Brussels reporter attempts citizens arrest of Israeli minister
The Brussels reporter who made headlines around the world last year for attempting to place former UK prime minister Tony Blair under a citizen’s arrest has done it again, this time with the foreign minister of Israel, the hard-right Avigdor Lieberman.
David Cronin, a freelance reporter in the European capital since 1998, on Tuesday morning (22 February) called out to the minister as he entered the press room of the Justus Lipsius building, the headquarters of the European Council, for a briefing following an meeting of the EU-Israel Association Council: “Mr Lieberman, this is a citizen’s arrest. You are charged with the crime of apartheid. Please accompany me to the nearest police station.”
He was grabbed by a pair of security guards and shuffled out of the room.
“Free Palestine!” he continued as he was led away.
A spokesman for the Israeli mission to the EU told EUobserver: “This was utterly uncivilised, in bad taste. But Israel, like the EU, is very supportive of free speech. It’s just a shame that some people take advantage of that freedom sometimes.”
“He is obviously obsesssed with Israel, judging by what he’s written, a dedicated anti-Israel activist. Unfortunately this will now get an echo in the press,” he added.
“We are not going to press for tighter security from the EU institutions though.”
It is the second time that Mr Cronin, who has written for the Economist Group’s European Voice newspaper, the Inter Press Service news agency and the UK Guardian’s Comment is Free website, has attempted a citizen’s arrest of visiting dignitaries in the EU.
In March last year, he placed his arm on Tony Blair during a visit by the former UK prime minister to the European Parliament and said he was under arrest for war crimes relating to the invasion of Iraq.
At the time, he was let off with a warning and his EU press card was restored to him. Speaking to this website after he was released by EU guards at the time, he said that the head of security had told him he would not get another chance.
“He told me: ‘If you come into my house, you have to behave yourself,’” Mr Cronin recounted. “It’s a price I’m willing to pay though. Apartheid – the domination by one racial group over another – has been recognised as a crime by the UN since 1973. Israel is an apartheid state, both in the occupied territories and in Israel itself.”
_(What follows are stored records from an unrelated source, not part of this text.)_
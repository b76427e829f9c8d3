//! AI extraction pipeline — turns uploaded material into exposé markdown.
//!
//! Text-bearing documents (digital PDFs, docx) contribute their text
//! layer; photos and scans travel to a local vision model as base64
//! images over the Ollama chat API. One prompt, one response: the model
//! answers with the finished exposé markdown that the review screen shows.

pub mod ollama;
pub mod orchestrator;
pub mod prompt;
pub mod text_sources;

use thiserror::Error;

#[derive(Debug, Error)]
pub enum ExtractError {
    #[error("Nothing to analyze — upload at least one file or enter text")]
    NoSources,

    #[error("Cannot reach Ollama at {0}")]
    OllamaConnection(String),

    #[error("Ollama returned HTTP {status}: {body}")]
    OllamaApi { status: u16, body: String },

    #[error("HTTP client error: {0}")]
    HttpClient(String),

    #[error("Failed to parse model response: {0}")]
    ResponseParsing(String),

    #[error("The model returned an empty exposé")]
    EmptyResponse,

    #[error("Cannot read text from PDF '{filename}': {detail}")]
    PdfParsing { filename: String, detail: String },

    #[error("Cannot read text from Word document '{filename}': {detail}")]
    DocxParsing { filename: String, detail: String },

    #[error(
        "'{filename}' is a legacy .doc file — please save it as .docx or PDF and upload again"
    )]
    LegacyWord { filename: String },

    #[error(
        "'{filename}' is a scanned PDF without a text layer — please upload the pages as photos instead"
    )]
    ScannedPdf { filename: String },

    #[error("IO error: {0}")]
    Io(#[from] std::io::Error),
}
Mr Cronin has recently published a book on EU-Israel relations and travelled to both Israel and the Palestinian territories for a book tour, visiting the Jimmy Carter Center, the Boycott from Within and Alternative Information Centre activist groups, as well as a series of bookshops in Tel Aviv, Ramallah and Jerusalem.
Piero Soldati, the head of press accreditation for the European Commission, which issues press cards for all Brussels-based institutions except Nato, said that he will meet with representatives of the European Parliament, the EU Council and the International Press Association (API) on Monday next week to see what action to take on Mr Cronin.
“I cannot think that there will be any changes to security though. This sort of thing does not happen very often,” he noted.
Lorenzo Consoli, a member of the board of the API, said that Mr Cronin’s card would most likely not be given back to him. “It’s not the sort of thing a journalist does,” he said, “and it’s the second time.”